Como destaca o Dr. Haeckel Cabral, a bichectomia é um procedimento que promete afinar o terço médio do rosto ao reduzir o volume das bochechas em casos selecionados. Se você busca um contorno mais definido sem arrependimentos futuros, agende uma consulta e leia este artigo até o fim para entender quem realmente se beneficia e quais limites precisam ser respeitados.
Indicações reais e quando a cirurgia tende a funcionar
A indicação mais clássica envolve pacientes com bochechas naturalmente volumosas, desproporcionais ao restante do rosto, mesmo com peso estável. O procedimento é voltado a pessoas com bochechas excessivamente puffy, nas quais a remoção da gordura pode ajudar a afinar a região e definir ângulos do terço médio.
Além do volume, o perfil ideal costuma reunir alguns critérios objetivos: saúde geral adequada, expectativa realista e estabilidade de peso. Entre os pontos comuns de candidatura, estar saudável, manter peso estável, não fumar e estar incomodado com a aparência de bochechas cheias.
Como enfatiza o Dr. Haeckel Cabral, o ponto decisivo é confirmar se o volume que incomoda vem mesmo da gordura de Bichat e se há margem estética para reduzir sem causar um aspecto encovado. Em muitos rostos, o que parece “bochecha grande” é, na verdade, posicionamento de gordura superficial, formato ósseo, ou até uma combinação com hábitos de mastigação e musculatura, o que muda o tratamento indicado.

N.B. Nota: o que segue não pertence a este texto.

//! Anthropic messages-API provider.

use super::{COMPLETION_TIMEOUT_SECS, CompletionProvider};
use crate::config::AiSettings;
use crate::infra::{http_client, truncate_text};
use anyhow::{Context, Result, bail};
use async_trait::async_trait;
use reqwest::header::{HeaderMap, HeaderValue};
use serde::Deserialize;
use serde_json::json;

const DEFAULT_BASE_URL: &str = "https://api.anthropic.com/v1";
const DEFAULT_MODEL: &str = "claude-3-sonnet-20240229";
const API_VERSION: &str = "2023-06-01";

pub struct AnthropicProvider {
    client: reqwest::Client,
    base_url: String,
    api_key: String,
    model: String,
    max_tokens: u32,
}

impl AnthropicProvider {
    pub fn new(api_key: String, settings: &AiSettings) -> Result<Self> {
        Self::with_base_url(api_key, settings, DEFAULT_BASE_URL)
    }

    pub fn with_base_url(
        api_key: String,
        settings: &AiSettings,
        base_url: impl Into<String>,
    ) -> Result<Self> {
        let base_url = base_url.into();
        Ok(Self {
            client: http_client(&base_url, COMPLETION_TIMEOUT_SECS)?,
            base_url,
            api_key,
            model: DEFAULT_MODEL.to_string(),
            max_tokens: settings.max_tokens,
        })
    }
}

#[derive(Debug, Deserialize)]
struct MessagesResponse {
    content: Vec<ContentBlock>,
}

#[derive(Debug, Deserialize)]
struct ContentBlock {
    #[serde(rename = "type")]
    kind: String,
    text: Option<String>,
}

#[async_trait]
impl CompletionProvider for AnthropicProvider {
    fn name(&self) -> &'static str {
        "Claude"
    }

    async fn complete(&self, prompt: &str) -> Result<String> {
        let url = format!("{}/messages", self.base_url.trim_end_matches('/'));

        let mut headers = HeaderMap::new();
        headers.insert(
            "x-api-key",
            HeaderValue::from_str(&self.api_key).context("invalid anthropic api key header")?,
        );
        headers.insert("anthropic-version", HeaderValue::from_static(API_VERSION));

        let response = self
            .client
            .post(&url)
            .headers(headers)
            .json(&json!({
                "model": self.model,
                "max_tokens": self.max_tokens,
                "messages": [
                    {"role": "user", "content": prompt}
                ]
            }))
            .send()
            .await
            .context("failed to call Anthropic API")?;

        if !response.status().is_success() {
            let status = response.status();
            let body = response.text().await.unwrap_or_default();
            bail!(
                "Anthropic API request failed: HTTP {} {}",
                status,
                truncate_text(&body, 300)
            );
        }

        let parsed: MessagesResponse = response
            .json()
            .await
            .context("failed to decode Anthropic messages response")?;

        let text = parsed
            .content
            .into_iter()
            .filter(|block| block.kind == "text")
            .filter_map(|block| block.text)
            .collect::<Vec<_>>()
            .join("\n");

        if text.trim().is_empty() {
            bail!("Anthropic API returned no text content");
        }

        Ok(text)
    }
}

Controvérsias e o tema que mais pesa, envelhecimento facial
A maior controvérsia da bichectomia não é o curto prazo. É o longo prazo. A face perde volume naturalmente com a idade, e parte desse processo ocorre justamente no terço médio. Dessa forma, reduzir um compartimento de gordura profundo em quem já tem pouco volume, ou em quem tem tendência a emagrecer o rosto com o tempo, pode aumentar a chance de aparência encovada e mais “cansada” anos depois.
Esse risco não significa que o procedimento seja “errado”. Significa que ele é mais seletivo do que parece. Como sugere o Dr. Haeckel Cabral, o planejamento responsável precisa responder a uma pergunta simples: você está removendo um excesso verdadeiro, ou retirando uma reserva que seu rosto vai precisar para envelhecer com harmonia.

A bichectomia pode fazer sentido quando há excesso nítido e estável de bochecha, e quando o restante do rosto tem estrutura e volume suficientes para sustentar o contorno no futuro.
Riscos e limites no contexto cirúrgico
Mesmo sendo um procedimento relativamente direto, a bichectomia não é trivial. Há estruturas importantes próximas ao campo cirúrgico, como ramos nervosos e ductos salivares. A Cleveland Clinic lista riscos possíveis como infecção no local da incisão, lesão de nervos faciais ou lesão do ducto salivar, além de dormência, alterações de sensibilidade e assimetria.
Outro limite é o controle do quanto retirar. Remover o máximo possível pode até gerar um afinamento rápido, porém aumenta o risco de um aspecto esvaziado com o tempo. A bichectomia exige precisão e moderação, porque o tecido removido não é reposto naturalmente.
Como ler o resultado sem ansiedade?
É comum haver inchaço nas bochechas e sensibilidade na boca nos primeiros dias, o que pode dar a impressão de que o rosto ficou mais cheio, quando, na verdade é apenas edema. Com o propósito de evitar interpretações precoces, o resultado deve ser avaliado com tempo, porque o afinamento real aparece conforme a inflamação cede e os tecidos se acomodam.
No entendimento do Dr. Haeckel Cabral, o erro mais frequente no pós-operatório é procurar definição imediata. O rosto passa por fases, e a leitura correta depende de observar a evolução de semana a semana, não de comparar fotos do terceiro dia.
Próximos passos para decidir com segurança
Como sintetiza o Dr. Haeckel Cabral, bichectomia pode ser um bom procedimento para reduzir bochechas excessivamente cheias em pacientes bem selecionados, com rosto compatível e expectativas realistas. Ao mesmo tempo, há controvérsias legítimas, sobretudo ligadas ao envelhecimento facial e à possibilidade de aspecto encovado quando a indicação é inadequada.